A Center for Dairy Research market analysis of 21 retail brands of shredded low-moisture part-skim mozzarella found a familiar lineup of anticaking agents: potato starch, corn starch, powdered cellulose, calcium sulfate, tapioca starch, and dextrose. That is the kind of detail that explains why freshly grated mozzarella often melts cleaner in bread. The pre-shredded bag is convenient, but for this loaf, convenience is not the same thing as better texture.
What to use, and what to avoid
The good news is that this pairing stays on the safer, smarter side of inclusions. UC Agriculture and Natural Resources warns against perishable inclusions such as fresh dairy, fresh vegetables, or cooked meats in sourdough dough because they can pose food-safety risks. That caution matters, especially once you start thinking beyond one loaf and into the habits people build around mix-in breads.
Sun-dried tomatoes and mozzarella sit in a different lane than raw tomatoes, fresh cheese, or meat-heavy fillings. The tomatoes are concentrated, the cheese is handled in a way that helps it melt cleanly, and the whole combination behaves more like flavoring than like a refrigerated stuffing.

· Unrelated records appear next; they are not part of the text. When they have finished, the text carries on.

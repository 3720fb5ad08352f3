//! Differential ingestion: turn a full taxonomy snapshot into the minimal
//! set of Create/Update/Delete events relative to the last known state.

use std::collections::{HashMap, HashSet};

use tracing::{debug, info};

use crate::error::{IngestError, Result};
use crate::event::{Event, EventKind, TaxId};
use crate::ingest::snapshot::{SnapshotNode, SnapshotSource};
use crate::store::EventStore;

/// Number of events appended per transaction. Matches the batch size the
/// original loader used for its `executemany` calls — large enough to
/// amortize transaction overhead, small enough to keep memory bounded on a
/// several-million-node snapshot.
const BATCH_SIZE: usize = 10_000;

/// The last known (name, rank, parent_id) for a tax id, used to decide
/// whether a node in a new snapshot is new, changed, or unchanged.
#[derive(Debug, Clone, PartialEq, Eq)]
struct LastNode {
    name: String,
    rank: Option<String>,
    parent_id: Option<TaxId>,
}

impl From<&SnapshotNode> for LastNode {
    fn from(n: &SnapshotNode) -> Self {
        Self {
            name: n.name.clone(),
            rank: n.rank.clone(),
            parent_id: n.parent_id.clone(),
        }
    }
}

/// Outcome of ingesting one snapshot.
#[derive(Debug, Clone, Default)]
pub struct IngestReport {
    pub created: usize,
    pub updated: usize,
    pub deleted: usize,
    pub unchanged: usize,
}

impl IngestReport {
    pub fn total_events(&self) -> usize {
        self.created + self.updated + self.deleted
    }

    pub fn summary(&self) -> String {
        format!(
            "{} created, {} updated, {} deleted, {} unchanged",
            self.created, self.updated, self.deleted, self.unchanged
        )
    }
}

/// Stateful ingester: holds the reconstructed last-known-state map across
/// calls to `ingest`, so a caller can feed it a series of snapshots without
/// re-reading the whole event log between each one.
pub struct DifferentialIngester<'a> {
    store: &'a EventStore,
    last_state: HashMap<TaxId, LastNode>,
}

impl<'a> DifferentialIngester<'a> {
    /// Reconstruct `last_state` from the event log. Tax ids whose most
    /// recent event is a delete are excluded: the ingester must treat
    /// their reappearance in a later snapshot as a `Create`, exactly as it
    /// would if it had never restarted.
    pub async fn resume(store: &'a EventStore) -> Result<Self> {
        let events = store.iter_most_recent_events().await?;
        let mut last_state = HashMap::with_capacity(events.len());
        for event in events {
            last_state.insert(
                event.tax_id.clone(),
                LastNode {
                    name: event.name.unwrap_or_default(),
                    rank: event.rank,
                    parent_id: event.parent_id,
                },
            );
        }
        info!(known_taxa = last_state.len(), "ingester resumed");
        Ok(Self { store, last_state })
    }

    /// Diff `snapshot` against the current state and append the resulting
    /// events. Returns `Ok(None)` if this snapshot's path was already
    /// ingested rather than erroring, since re-running ingestion over
    /// an already-seen path is the common, expected case for a cron job.
    pub async fn ingest(&mut self, snapshot: &dyn SnapshotSource) -> Result<Option<IngestReport>> {
        if self.store.snapshot_seen(snapshot.path()).await? {
            debug!(path = snapshot.path(), "snapshot already ingested, skipping");
            return Ok(None);
        }

        let source_id = self
            .store
            .register_snapshot(snapshot.path(), snapshot.version_date())
            .await?;

        let mut report = IngestReport::default();
        let mut pending: Vec<Event> = Vec::new();
        let mut seen_tax_ids: HashSet<TaxId> = HashSet::with_capacity(snapshot.nodes().len());

        for node in snapshot.nodes() {
            if node.name.is_empty() {
                return Err(IngestError::MalformedEntry(format!(
                    "tax id {} has an empty name",
                    node.tax_id
                ))
                .into());
            }
            seen_tax_ids.insert(node.tax_id.clone());

            let incoming = LastNode::from(node);
            match self.last_state.get(&node.tax_id) {
                None => {
                    pending.push(make_event(
                        EventKind::Create,
                        node,
                        snapshot.version_date(),
                        source_id,
                    ));
                    report.created += 1;
                }
                Some(existing) if *existing != incoming => {
                    pending.push(make_event(
                        EventKind::Update,
                        node,
                        snapshot.version_date(),
                        source_id,
                    ));
                    report.updated += 1;
                }
                Some(_) => {
                    report.unchanged += 1;
                }
            }
            self.last_state.insert(node.tax_id.clone(), incoming);

            if pending.len() >= BATCH_SIZE {
                self.store.append_events(&pending).await?;
                pending.clear();
            }
        }

        let deleted_ids: Vec<TaxId> = self
            .last_state
            .keys()
            .filter(|id| !seen_tax_ids.contains(*id))
            .cloned()
            .collect();

        for tax_id in &deleted_ids {
            // The parent as last known, not `None`: a later lineage walk through
            // this deleted node should still be able to continue past it.
            let parent_id = self.last_state.get(tax_id).and_then(|n| n.parent_id.clone());
            pending.push(Event {
                id: None,
                event_kind: EventKind::Delete,
                tax_id: tax_id.clone(),
                version_date: snapshot.version_date(),
                name: None,
                rank: None,
                parent_id,
                source_id,
            });
            // Removed, not merely marked: a later re-creation of this tax id
            // must be seen as a fresh `Create`, not a no-op or `Update`.
            self.last_state.remove(tax_id);
        }
        report.deleted = deleted_ids.len();

        if !pending.is_empty() {
            self.store.append_events(&pending).await?;
        }

        info!(path = snapshot.path(), summary = %report.summary(), "ingested snapshot");
        Ok(Some(report))
    }
}

fn make_event(
    kind: EventKind,
    node: &SnapshotNode,
    version_date: chrono::NaiveDate,
    source_id: i64,
) -> Event {
    Event {
        id: None,
        event_kind: kind,
        tax_id: node.tax_id.clone(),
        version_date,
        name: Some(node.name.clone()),
        rank: node.rank.clone(),
        parent_id: node.parent_id.clone(),
        source_id,
    }
}

#[cfg(test)]
mod tests {
    use super::*;
    use crate::ingest::snapshot::InMemorySnapshot;
    use chrono::NaiveDate;

    fn node(tax_id: &str, parent: Option<&str>, name: &str, rank: &str) -> SnapshotNode {
        SnapshotNode {
            tax_id: TaxId::from(tax_id),
            parent_id: parent.map(TaxId::from),
            name: name.to_string(),
            rank: Some(rank.to_string()),
        }
    }

    #[tokio::test]
    async fn first_snapshot_creates_everything() {
        let store = EventStore::connect_in_memory().await.unwrap();
        let mut ingester = DifferentialIngester::resume(&store).await.unwrap();

        let snap = InMemorySnapshot {
            path: "snap-1".to_string(),
            version_date: NaiveDate::from_ymd_opt(2020, 1, 1).unwrap(),
            nodes: vec![
                node("1", None, "root", "no rank"),
                node("2", Some("1"), "Bacteria", "superkingdom"),
            ],
        };
        let report = ingester.ingest(&snap).await.unwrap().unwrap();
        assert_eq!(report.created, 2);
        assert_eq!(report.updated, 0);
        assert_eq!(report.deleted, 0);
    }

    #[tokio::test]
    async fn second_identical_snapshot_changes_nothing() {
        let store = EventStore::connect_in_memory().await.unwrap();
        let mut ingester = DifferentialIngester::resume(&store).await.unwrap();

        let nodes = vec![node("1", None, "root", "no rank")];
        let snap1 = InMemorySnapshot {
            path: "snap-1".to_string(),
            version_date: NaiveDate::from_ymd_opt(2020, 1, 1).unwrap(),
            nodes: nodes.clone(),
        };
        ingester.ingest(&snap1).await.unwrap();

        let snap2 = InMemorySnapshot {
            path: "snap-2".to_string(),
            version_date: NaiveDate::from_ymd_opt(2020, 2, 1).unwrap(),
            nodes,
        };
        let report = ingester.ingest(&snap2).await.unwrap().unwrap();
        assert_eq!(report.created, 0);
        assert_eq!(report.updated, 0);
        assert_eq!(report.unchanged, 1);
    }

    #[tokio::test]
    async fn already_ingested_path_is_skipped() {
        let store = EventStore::connect_in_memory().await.unwrap();
        let mut ingester = DifferentialIngester::resume(&store).await.unwrap();

        let snap = InMemorySnapshot {
            path: "snap-1".to_string(),
            version_date: NaiveDate::from_ymd_opt(2020, 1, 1).unwrap(),
            nodes: vec![node("1", None, "root", "no rank")],
        };
        assert!(ingester.ingest(&snap).await.unwrap().is_some());
        assert!(ingester.ingest(&snap).await.unwrap().is_none());
    }

    #[tokio::test]
    async fn rename_produces_an_update_not_a_create() {
        let store = EventStore::connect_in_memory().await.unwrap();
        let mut ingester = DifferentialIngester::resume(&store).await.unwrap();

        let snap1 = InMemorySnapshot {
            path: "snap-1".to_string(),
            version_date: NaiveDate::from_ymd_opt(2020, 1, 1).unwrap(),
            nodes: vec![node("821", Some("816"), "Bacteroides vulgatus", "species")],
        };
        ingester.ingest(&snap1).await.unwrap();

        let snap2 = InMemorySnapshot {
            path: "snap-2".to_string(),
            version_date: NaiveDate::from_ymd_opt(2021, 1, 1).unwrap(),
            nodes: vec![node("821", Some("816"), "Phocaeicola vulgatus", "species")],
        };
        let report = ingester.ingest(&snap2).await.unwrap().unwrap();
        assert_eq!(report.updated, 1);
        assert_eq!(report.created, 0);
    }

    #[tokio::test]
    async fn deletion_then_recreation_emits_delete_then_create() {
        let store = EventStore::connect_in_memory().await.unwrap();
        let mut ingester = DifferentialIngester::resume(&store).await.unwrap();

        let snap1 = InMemorySnapshot {
            path: "snap-1".to_string(),
            version_date: NaiveDate::from_ymd_opt(2020, 1, 1).unwrap(),
            nodes: vec![node("42", None, "Temp", "no rank")],
        };
        ingester.ingest(&snap1).await.unwrap();

        let snap2 = InMemorySnapshot {
            path: "snap-2".to_string(),
            version_date: NaiveDate::from_ymd_opt(2020, 6, 1).unwrap(),
            nodes: vec![],
        };
        let report2 = ingester.ingest(&snap2).await.unwrap().unwrap();
        assert_eq!(report2.deleted, 1);

        let snap3 = InMemorySnapshot {
            path: "snap-3".to_string(),
            version_date: NaiveDate::from_ymd_opt(2021, 1, 1).unwrap(),
            nodes: vec![node("42", None, "Temp", "no rank")],
        };
        let report3 = ingester.ingest(&snap3).await.unwrap().unwrap();
        assert_eq!(report3.created, 1);
    }
}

That is one reason this idea feels practical rather than gimmicky: it gives you the richness people want from loaded bread without inviting the same risks as a wet, perishable filling.
The broader sourdough world is moving in exactly this direction. Industry coverage increasingly treats sourdough as an everyday bread choice and a platform for differentiation through inclusions. In other words, this is no longer just about proving you can make a clean, classic loaf. It is also about making a loaf that stands out on the counter and still bakes like real bread.
Why this loaf is showing up everywhere
There is a commercial reason these breads keep appearing, and it is not subtle. British Baker reported that inclusions are helping keep sourdough loaves fresh and exciting for consumers, and it cited a survey figure showing a 32.4% increase in sourdough purchases. That is the kind of stat that tells you the market is not just tolerating flavored sourdough, it is actively pulling toward it.
The appeal is easy to see. A loaf built around sun-dried tomatoes and mozzarella feels close enough to pizza to be instantly appealing, but it still slices like bread, toasts like bread, and makes sandwiches like bread. It is the kind of loaf that can disappear as-is, then come back as panini or grilled cheese the next day without feeling repetitive.
That flexibility is part of why inclusions are such a useful technique right now. They let you turn one starter-and-flour foundation into something that feels personal, restaurant-adjacent, and distinctly yours. The loaf still belongs to sourdough culture, but it also tells people exactly what kind of baker made it.
The practical payoff
If you want a richer sourdough without changing fermentation timing or rebuilding your entire process, this is a strong place to start. Fold in sun-dried tomato pieces, add mozzarella by hand, and use the tomato oil with restraint. That combination gives you the savory depth of a pizza-inspired loaf while preserving the open, tangy character that makes sourdough worth baking in the first place.
The best version of this bread does not shout. It tastes like sourdough first, then lands with a bright tomato hit, a clean cheese melt, and enough richness to make a plain slice feel finished on its own. That is the sweet spot: a loaf with more flavor, not less structure.